Personal information
- Full name: Bernard François Dassise Zoko
- Date of birth: 13 September 1983 (age 42)
- Place of birth: Daloa, Ivory Coast
- Height: 1.82 m (6 ft 0 in)
- Position: Striker

Team information
- Current team: Burton Albion (Head of Academy Coaching)

Youth career
- 0000–2000: C.O. Savigny-sur-Orge
- 2000–2001: Nancy

Senior career*
- Years: Team / Apps / (Gls)
- 2001–2004: Nancy / 70 / (8)
- 2004–2006: Laval / 60 / (9)
- 2006–2008: Mons / 55 / (12)
- 2008–2009: Hacettepe Spor Kulübü / 27 / (1)
- 2010: KV Oostende / 13 / (3)
- 2010–2012: Carlisle United / 88 / (19)
- 2012–2013: Notts County / 39 / (7)
- 2013–2014: Stevenage / 33 / (10)
- 2014–2015: Blackpool / 14 / (1)
- 2014–2015: → Bradford City (loan) / 16 / (1)
- 2015–2019: Yeovil Town / 122 / (28)
- 2019–2020: Grantham Town
- 2020–2021: Newark

International career
- 2003: Ivory Coast U-20, U-23

= François Zoko =

Ivorian footballer

Bernard François Dassise Zoko (born 13 September 1983), known as François Zoko, is an Ivorian former professional footballer who is currently Head of Academy Coaching at Burton Albion.

==Career==

===Early career===
Born in Daloa, Zoko began his career at youth team C.O. Savigny-sur-Orge and signed in 2000 for AS Nancy. He played four years at Nancy, making 70 appearances and scoring 8 goals, before signing in summer 2004 for Stade Lavallois. Zoko then moved to R.A.E.C. Mons in 2006, and played two seasons in the Jupiler League. After 55 games and scoring 11 goals, Zoko was contacted by several teams in the Jupiler League, but decided to join the Ankara club for a new challenge in the Süper Lig. Throughout his career, Zoko has been used as a striker or winger. Whilst at Hacettepe Spor, Zoko was also used as a central midfielder.

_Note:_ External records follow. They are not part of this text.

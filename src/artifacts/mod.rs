//! Read-only view of the feature files and coverage data a work unit points at.
//!
//! The state machine consults three facts it does not own: whether any
//! scenario is tagged with a unit's id, whether the unit's feature files still
//! hold template placeholders, and how well each linked feature is covered by
//! test mappings. [`SpecArtifacts`] is the seam; results are trusted as-is.

mod feature_files;

use std::collections::{HashMap, HashSet};

use crate::errors::Result;
use crate::models::WorkUnit;

pub use feature_files::FeatureFiles;

pub trait SpecArtifacts: Send + Sync {
    /// Whether at least one scenario carries the `@<id>` tag.
    fn has_tagged_scenario(&self, work_unit_id: &str) -> Result<bool>;

    /// Template markers still present in the unit's feature files.
    fn unresolved_placeholders(&self, unit: &WorkUnit) -> Result<Vec<String>>;

    /// Coverage of a linked feature; `None` when no coverage artifact exists.
    fn coverage(&self, feature: &str) -> Result<Option<FeatureCoverage>>;
}

#[derive(Debug, Clone, PartialEq, Eq)]
pub struct FeatureCoverage {
    pub feature: String,
    pub scenarios: Vec<ScenarioCoverage>,
}

#[derive(Debug, Clone, PartialEq, Eq)]
pub struct ScenarioCoverage {
    pub name: String,
    /// Number of verification mappings (tests) attached to the scenario.
    pub mappings: usize,
}

impl FeatureCoverage {
    /// Names of scenarios with no verification mapping.
    pub fn uncovered(&self) -> Vec<String> {
        self.scenarios
            .iter()
            .filter(|s| s.mappings == 0)
            .map(|s| s.name.clone())
            .collect()
    }
}

/// Artifacts held in memory, for embedding the core without feature files.
#[derive(Debug, Clone, Default)]
pub struct InMemoryArtifacts {
    tagged: HashSet<String>,
    placeholders: HashMap<String, Vec<String>>,
    coverage: HashMap<String, FeatureCoverage>,
}

impl InMemoryArtifacts {
    pub fn new() -> Self {
        Self::default()
    }

    pub fn with_scenario(mut self, work_unit_id: &str) -> Self {
        self.tagged.insert(work_unit_id.to_string());
        self
    }

    pub fn with_placeholders(mut self, work_unit_id: &str, markers: &[&str]) -> Self {
        self.placeholders.insert(
            work_unit_id.to_string(),
            markers.iter().map(|m| m.to_string()).collect(),
        );
        self
    }

    /// Register coverage for `feature` as `(scenario name, mapping count)` pairs.
    pub fn with_coverage(mut self, feature: &str, scenarios: &[(&str, usize)]) -> Self {
        self.coverage.insert(
            feature.to_string(),
            FeatureCoverage {
                feature: feature.to_string(),
                scenarios: scenarios
                    .iter()
                    .map(|(name, mappings)| ScenarioCoverage {
                        name: name.to_string(),
                        mappings: *mappings,
                    })
                    .collect(),
            },
        );
        self
    }
}

impl SpecArtifacts for InMemoryArtifacts {
    fn has_tagged_scenario(&self, work_unit_id: &str) -> Result<bool> {
        Ok(self.tagged.contains(work_unit_id))
    }

    fn unresolved_placeholders(&self, unit: &WorkUnit) -> Result<Vec<String>> {
        Ok(self.placeholders.get(&unit.id).cloned().unwrap_or_default())
    }

    fn coverage(&self, feature: &str) -> Result<Option<FeatureCoverage>> {
        Ok(self.coverage.get(feature).cloned())
    }
}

There were many off field problems at Hacettepe, which meant that Zoko finally left and joined his former R.A.E.C Mons manager at KV Oostende in January in order to play football again. At Oostende, Zoko played 11 games, scoring 4 goals and making 5 assists.

===Carlisle United===
Zoko was on trial with League One side Carlisle United ahead of the 2010–11 season, scoring in a 4–1 pre-season friendly victory against Kendal Town. After impressing during a two-week trial, he signed a permanent one-year contract with the club in July 2010.

Zoko made his debut for Carlisle in the club's first game of the 2010–11 season, playing 75 minutes in Carlisle's 2–0 win against Brentford. He received a standing ovation from the Carlisle United supporters when he was substituted, and manager Greg Abbott said there's "more to come" from Zoko. Zoko had a very good start to life in English football becoming a crowd and team favourite, and under 10 matches into his season, he was offered a new contract in order to keep Championship and Premiership teams away. He was linked to Wigan, Swansea and Burnley.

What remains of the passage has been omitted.